Which lines of the data include the string "middleware"? List them all.
+ + + + + + +
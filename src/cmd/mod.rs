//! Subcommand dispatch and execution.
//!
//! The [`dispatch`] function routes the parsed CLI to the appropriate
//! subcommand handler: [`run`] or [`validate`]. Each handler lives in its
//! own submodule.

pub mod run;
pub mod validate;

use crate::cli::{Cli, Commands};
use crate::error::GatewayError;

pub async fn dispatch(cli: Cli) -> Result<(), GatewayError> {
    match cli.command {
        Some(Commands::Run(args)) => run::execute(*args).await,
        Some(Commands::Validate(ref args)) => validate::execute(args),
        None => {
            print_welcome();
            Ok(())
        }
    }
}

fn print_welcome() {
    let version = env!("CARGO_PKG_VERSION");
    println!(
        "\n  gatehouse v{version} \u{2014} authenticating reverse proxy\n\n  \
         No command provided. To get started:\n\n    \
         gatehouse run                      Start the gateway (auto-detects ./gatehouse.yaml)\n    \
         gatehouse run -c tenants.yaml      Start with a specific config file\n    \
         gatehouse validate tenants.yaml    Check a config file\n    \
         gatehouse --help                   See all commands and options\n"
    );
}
+ + + + + + +
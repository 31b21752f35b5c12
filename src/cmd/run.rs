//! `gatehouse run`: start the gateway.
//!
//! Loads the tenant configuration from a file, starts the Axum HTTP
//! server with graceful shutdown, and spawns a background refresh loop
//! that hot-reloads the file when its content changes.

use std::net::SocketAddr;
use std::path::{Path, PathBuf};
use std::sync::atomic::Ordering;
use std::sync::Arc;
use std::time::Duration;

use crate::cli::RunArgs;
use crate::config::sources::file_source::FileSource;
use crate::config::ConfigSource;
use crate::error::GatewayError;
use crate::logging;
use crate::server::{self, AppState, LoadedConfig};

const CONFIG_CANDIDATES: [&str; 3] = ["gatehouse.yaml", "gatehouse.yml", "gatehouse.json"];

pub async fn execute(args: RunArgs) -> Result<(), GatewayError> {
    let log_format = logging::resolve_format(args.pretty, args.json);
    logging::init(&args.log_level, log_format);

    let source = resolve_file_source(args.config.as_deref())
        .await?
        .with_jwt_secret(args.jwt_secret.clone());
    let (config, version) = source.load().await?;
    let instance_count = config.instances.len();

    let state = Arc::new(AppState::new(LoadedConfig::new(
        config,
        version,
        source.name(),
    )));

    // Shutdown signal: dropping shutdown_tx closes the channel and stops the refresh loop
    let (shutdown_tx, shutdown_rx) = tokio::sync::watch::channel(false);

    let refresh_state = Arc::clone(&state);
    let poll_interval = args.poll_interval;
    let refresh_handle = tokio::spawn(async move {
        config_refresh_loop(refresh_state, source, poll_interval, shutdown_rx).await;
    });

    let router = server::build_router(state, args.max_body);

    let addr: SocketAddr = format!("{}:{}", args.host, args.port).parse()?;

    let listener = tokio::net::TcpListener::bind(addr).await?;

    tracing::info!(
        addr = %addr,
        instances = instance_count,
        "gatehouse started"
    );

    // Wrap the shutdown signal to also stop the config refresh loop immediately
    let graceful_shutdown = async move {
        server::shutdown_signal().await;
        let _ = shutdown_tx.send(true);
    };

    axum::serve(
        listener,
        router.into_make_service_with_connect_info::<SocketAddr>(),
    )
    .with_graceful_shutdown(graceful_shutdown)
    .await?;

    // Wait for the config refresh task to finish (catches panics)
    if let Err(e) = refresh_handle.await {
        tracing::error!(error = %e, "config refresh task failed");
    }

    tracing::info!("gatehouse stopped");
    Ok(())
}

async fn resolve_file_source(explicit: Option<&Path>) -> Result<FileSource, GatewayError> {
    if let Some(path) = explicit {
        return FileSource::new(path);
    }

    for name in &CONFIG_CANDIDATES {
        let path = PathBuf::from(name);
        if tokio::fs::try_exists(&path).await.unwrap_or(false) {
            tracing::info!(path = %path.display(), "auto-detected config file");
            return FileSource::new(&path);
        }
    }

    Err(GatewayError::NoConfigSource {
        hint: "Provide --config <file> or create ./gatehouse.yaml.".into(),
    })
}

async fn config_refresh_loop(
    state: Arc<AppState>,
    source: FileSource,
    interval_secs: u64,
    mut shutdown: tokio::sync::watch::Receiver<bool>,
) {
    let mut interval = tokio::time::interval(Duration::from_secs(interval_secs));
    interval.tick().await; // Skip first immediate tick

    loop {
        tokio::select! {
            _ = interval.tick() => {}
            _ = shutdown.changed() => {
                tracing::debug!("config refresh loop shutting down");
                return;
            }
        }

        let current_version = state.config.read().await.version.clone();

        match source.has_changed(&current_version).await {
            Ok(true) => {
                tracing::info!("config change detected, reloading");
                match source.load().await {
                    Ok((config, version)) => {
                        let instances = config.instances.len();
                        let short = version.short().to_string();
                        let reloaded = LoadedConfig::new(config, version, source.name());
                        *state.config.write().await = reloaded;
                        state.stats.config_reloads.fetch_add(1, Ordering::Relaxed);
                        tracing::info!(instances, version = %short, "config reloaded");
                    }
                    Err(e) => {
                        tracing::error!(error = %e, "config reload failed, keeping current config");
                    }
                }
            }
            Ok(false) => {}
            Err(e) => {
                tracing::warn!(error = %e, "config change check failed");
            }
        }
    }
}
+ + + + + + +
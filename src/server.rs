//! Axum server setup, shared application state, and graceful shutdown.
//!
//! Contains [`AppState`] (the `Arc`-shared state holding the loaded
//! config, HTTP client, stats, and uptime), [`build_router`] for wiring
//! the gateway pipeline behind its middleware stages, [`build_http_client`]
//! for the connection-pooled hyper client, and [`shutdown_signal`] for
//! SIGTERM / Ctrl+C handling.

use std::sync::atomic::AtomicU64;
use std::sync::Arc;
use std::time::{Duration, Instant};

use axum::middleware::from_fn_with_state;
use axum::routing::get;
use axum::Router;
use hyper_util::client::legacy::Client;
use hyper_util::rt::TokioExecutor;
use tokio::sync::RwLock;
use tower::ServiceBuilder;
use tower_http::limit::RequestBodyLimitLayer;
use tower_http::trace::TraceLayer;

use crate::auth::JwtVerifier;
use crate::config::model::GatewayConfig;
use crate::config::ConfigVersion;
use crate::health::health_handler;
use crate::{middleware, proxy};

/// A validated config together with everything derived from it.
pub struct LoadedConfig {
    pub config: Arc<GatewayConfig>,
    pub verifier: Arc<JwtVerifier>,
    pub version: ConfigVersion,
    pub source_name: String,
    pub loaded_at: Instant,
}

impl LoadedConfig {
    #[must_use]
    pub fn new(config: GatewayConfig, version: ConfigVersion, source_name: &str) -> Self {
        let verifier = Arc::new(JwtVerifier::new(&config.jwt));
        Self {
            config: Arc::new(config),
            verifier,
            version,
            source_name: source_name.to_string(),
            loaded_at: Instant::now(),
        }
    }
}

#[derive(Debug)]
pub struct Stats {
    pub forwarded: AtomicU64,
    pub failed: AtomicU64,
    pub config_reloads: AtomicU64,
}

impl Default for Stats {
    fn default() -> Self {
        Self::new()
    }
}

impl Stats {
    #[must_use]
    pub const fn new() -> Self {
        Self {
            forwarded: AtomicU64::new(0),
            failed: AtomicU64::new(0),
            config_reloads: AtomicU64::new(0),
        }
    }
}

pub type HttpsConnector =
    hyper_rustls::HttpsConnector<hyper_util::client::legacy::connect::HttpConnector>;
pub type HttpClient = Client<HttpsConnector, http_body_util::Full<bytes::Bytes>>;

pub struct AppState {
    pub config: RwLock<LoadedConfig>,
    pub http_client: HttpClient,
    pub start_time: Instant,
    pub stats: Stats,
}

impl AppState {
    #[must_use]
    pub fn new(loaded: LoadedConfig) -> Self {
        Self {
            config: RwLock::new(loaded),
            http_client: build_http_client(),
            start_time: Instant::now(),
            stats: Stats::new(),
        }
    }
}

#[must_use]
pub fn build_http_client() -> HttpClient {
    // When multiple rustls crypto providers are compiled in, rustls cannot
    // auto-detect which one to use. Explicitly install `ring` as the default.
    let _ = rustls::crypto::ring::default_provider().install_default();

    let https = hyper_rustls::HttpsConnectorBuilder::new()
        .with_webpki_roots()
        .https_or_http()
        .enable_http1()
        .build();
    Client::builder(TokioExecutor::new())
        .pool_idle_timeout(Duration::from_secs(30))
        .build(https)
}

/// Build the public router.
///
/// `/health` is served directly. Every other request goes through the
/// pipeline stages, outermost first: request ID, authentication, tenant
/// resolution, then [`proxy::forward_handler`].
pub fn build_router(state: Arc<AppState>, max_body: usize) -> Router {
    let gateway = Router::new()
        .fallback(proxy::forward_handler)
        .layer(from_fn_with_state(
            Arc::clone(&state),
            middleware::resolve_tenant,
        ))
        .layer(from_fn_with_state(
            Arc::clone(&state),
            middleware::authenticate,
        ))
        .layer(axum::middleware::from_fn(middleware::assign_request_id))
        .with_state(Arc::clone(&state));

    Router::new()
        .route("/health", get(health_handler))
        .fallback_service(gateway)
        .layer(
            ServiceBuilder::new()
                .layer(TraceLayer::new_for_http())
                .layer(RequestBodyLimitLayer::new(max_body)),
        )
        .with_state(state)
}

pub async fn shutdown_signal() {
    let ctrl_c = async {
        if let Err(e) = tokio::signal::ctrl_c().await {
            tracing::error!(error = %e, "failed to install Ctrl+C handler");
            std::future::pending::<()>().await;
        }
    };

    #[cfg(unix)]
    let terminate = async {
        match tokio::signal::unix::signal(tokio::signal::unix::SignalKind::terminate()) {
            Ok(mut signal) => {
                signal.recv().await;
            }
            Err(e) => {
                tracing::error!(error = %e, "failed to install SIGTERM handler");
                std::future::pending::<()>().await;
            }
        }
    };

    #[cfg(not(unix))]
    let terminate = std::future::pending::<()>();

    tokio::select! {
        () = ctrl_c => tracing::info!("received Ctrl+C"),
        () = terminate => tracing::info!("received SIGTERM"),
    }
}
+ + + + + + +
* _WRITTEN ANSWER_
//! the gateway pipeline behind its middleware stages, [`build_http_client`]
use axum::middleware::from_fn_with_state;
use crate::{middleware, proxy};
            middleware::resolve_tenant,
            middleware::authenticate,
        .layer(axum::middleware::from_fn(middleware::assign_request_id))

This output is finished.